RECORD EXCERPTS

+===+

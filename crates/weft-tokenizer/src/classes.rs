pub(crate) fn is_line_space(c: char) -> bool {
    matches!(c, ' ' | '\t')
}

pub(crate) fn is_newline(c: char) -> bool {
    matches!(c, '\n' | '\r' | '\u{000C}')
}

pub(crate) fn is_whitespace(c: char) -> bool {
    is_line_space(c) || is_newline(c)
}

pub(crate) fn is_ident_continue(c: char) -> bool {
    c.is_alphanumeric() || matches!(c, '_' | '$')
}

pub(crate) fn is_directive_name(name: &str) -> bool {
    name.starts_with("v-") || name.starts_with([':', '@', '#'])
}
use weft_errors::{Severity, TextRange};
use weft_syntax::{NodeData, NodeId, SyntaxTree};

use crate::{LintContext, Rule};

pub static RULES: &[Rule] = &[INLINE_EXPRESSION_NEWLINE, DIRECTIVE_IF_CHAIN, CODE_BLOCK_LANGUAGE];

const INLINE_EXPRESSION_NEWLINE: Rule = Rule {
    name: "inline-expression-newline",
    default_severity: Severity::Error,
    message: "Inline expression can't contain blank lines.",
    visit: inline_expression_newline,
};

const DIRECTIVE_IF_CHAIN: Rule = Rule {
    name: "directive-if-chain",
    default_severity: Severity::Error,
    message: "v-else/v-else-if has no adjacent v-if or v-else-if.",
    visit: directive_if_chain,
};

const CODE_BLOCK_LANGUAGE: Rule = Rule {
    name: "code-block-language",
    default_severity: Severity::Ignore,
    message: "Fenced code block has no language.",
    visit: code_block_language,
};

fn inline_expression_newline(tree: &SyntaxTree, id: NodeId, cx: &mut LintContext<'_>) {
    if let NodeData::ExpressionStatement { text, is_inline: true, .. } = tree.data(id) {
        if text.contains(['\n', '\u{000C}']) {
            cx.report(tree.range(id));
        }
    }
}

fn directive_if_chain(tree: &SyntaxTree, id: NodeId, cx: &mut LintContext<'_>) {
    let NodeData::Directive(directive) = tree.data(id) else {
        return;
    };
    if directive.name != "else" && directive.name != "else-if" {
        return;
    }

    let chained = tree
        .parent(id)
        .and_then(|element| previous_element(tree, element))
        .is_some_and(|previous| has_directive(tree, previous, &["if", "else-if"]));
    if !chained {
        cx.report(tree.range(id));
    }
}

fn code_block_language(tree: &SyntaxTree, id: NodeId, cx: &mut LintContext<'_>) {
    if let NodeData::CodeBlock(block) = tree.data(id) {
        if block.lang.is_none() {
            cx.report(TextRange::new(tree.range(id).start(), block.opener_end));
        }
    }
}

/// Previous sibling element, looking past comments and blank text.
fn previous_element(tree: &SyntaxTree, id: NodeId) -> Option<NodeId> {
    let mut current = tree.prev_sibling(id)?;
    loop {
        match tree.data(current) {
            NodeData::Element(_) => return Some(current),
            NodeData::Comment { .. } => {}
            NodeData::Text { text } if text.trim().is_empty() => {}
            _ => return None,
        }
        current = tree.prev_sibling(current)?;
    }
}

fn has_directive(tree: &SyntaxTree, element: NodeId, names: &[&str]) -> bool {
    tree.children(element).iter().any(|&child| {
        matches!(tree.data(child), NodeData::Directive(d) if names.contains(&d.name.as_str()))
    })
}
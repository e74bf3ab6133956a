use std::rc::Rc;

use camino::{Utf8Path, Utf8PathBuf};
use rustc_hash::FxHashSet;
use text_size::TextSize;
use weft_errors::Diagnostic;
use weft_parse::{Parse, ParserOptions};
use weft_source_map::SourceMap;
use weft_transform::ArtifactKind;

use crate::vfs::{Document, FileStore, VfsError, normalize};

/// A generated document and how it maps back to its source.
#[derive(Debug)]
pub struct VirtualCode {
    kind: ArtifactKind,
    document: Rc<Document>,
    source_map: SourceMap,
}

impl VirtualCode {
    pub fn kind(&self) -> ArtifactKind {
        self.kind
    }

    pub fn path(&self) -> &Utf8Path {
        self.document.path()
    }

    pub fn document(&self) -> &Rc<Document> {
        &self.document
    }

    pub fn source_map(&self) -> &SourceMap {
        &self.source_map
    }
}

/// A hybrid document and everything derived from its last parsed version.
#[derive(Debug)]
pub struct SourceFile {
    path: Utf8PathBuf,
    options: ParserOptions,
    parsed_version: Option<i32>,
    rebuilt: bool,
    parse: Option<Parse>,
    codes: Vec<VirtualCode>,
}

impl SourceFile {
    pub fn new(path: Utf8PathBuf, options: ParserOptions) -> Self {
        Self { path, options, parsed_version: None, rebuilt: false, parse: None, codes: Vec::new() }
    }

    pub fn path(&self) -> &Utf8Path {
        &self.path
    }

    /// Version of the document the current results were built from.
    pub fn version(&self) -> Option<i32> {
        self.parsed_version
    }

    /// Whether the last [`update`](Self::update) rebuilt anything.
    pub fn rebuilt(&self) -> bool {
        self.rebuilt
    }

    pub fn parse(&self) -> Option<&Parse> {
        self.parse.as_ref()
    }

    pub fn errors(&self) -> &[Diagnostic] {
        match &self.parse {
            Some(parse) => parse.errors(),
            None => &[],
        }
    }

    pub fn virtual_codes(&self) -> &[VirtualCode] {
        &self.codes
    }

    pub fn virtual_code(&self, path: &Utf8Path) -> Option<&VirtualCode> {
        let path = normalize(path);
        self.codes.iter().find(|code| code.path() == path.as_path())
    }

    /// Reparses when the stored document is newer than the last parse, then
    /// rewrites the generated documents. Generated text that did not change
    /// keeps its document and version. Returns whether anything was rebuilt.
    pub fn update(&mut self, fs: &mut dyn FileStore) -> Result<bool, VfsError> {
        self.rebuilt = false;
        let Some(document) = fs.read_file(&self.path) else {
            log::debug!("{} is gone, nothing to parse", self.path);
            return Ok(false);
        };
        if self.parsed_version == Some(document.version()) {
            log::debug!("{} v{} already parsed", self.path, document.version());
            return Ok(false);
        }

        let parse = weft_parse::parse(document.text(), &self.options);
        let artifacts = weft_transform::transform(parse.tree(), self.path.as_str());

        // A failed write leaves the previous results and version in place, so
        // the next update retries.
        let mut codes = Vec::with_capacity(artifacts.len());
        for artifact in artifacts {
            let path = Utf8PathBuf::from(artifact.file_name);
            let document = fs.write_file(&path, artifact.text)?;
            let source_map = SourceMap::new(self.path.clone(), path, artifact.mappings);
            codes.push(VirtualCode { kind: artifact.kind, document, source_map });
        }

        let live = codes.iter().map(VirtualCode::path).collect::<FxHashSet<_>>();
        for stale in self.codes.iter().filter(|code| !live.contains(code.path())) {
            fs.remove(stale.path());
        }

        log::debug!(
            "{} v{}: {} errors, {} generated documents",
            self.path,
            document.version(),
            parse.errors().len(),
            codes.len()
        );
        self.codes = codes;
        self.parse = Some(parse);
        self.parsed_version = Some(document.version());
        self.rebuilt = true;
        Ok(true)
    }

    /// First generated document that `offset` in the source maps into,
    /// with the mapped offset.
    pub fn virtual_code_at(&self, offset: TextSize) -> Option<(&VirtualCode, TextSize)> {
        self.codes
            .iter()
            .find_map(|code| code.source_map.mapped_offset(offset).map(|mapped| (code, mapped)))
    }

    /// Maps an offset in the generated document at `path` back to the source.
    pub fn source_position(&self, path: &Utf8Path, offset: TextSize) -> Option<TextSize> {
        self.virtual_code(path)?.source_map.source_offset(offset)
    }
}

+===+

WORK INSTRUCTIONS
Every line from the top of the material through the line containing "pub(crate) fn is_directive_name(name: &str)" must be transcribed exactly, and no other line may appear.

SOLUTION FOR THIS PROBLEM
filename crates/weft-tokenizer/src/classes.rs
pub(crate) fn is_line_space(c: char) -> bool {
    matches!(c, ' ' | '\t')
}

pub(crate) fn is_newline(c: char) -> bool {
    matches!(c, '\n' | '\r' | '\u{000C}')
}

pub(crate) fn is_whitespace(c: char) -> bool {
    is_line_space(c) || is_newline(c)
}

pub(crate) fn is_ident_continue(c: char) -> bool {
    c.is_alphanumeric() || matches!(c, '_' | '$')
}

pub(crate) fn is_directive_name(name: &str) -> bool {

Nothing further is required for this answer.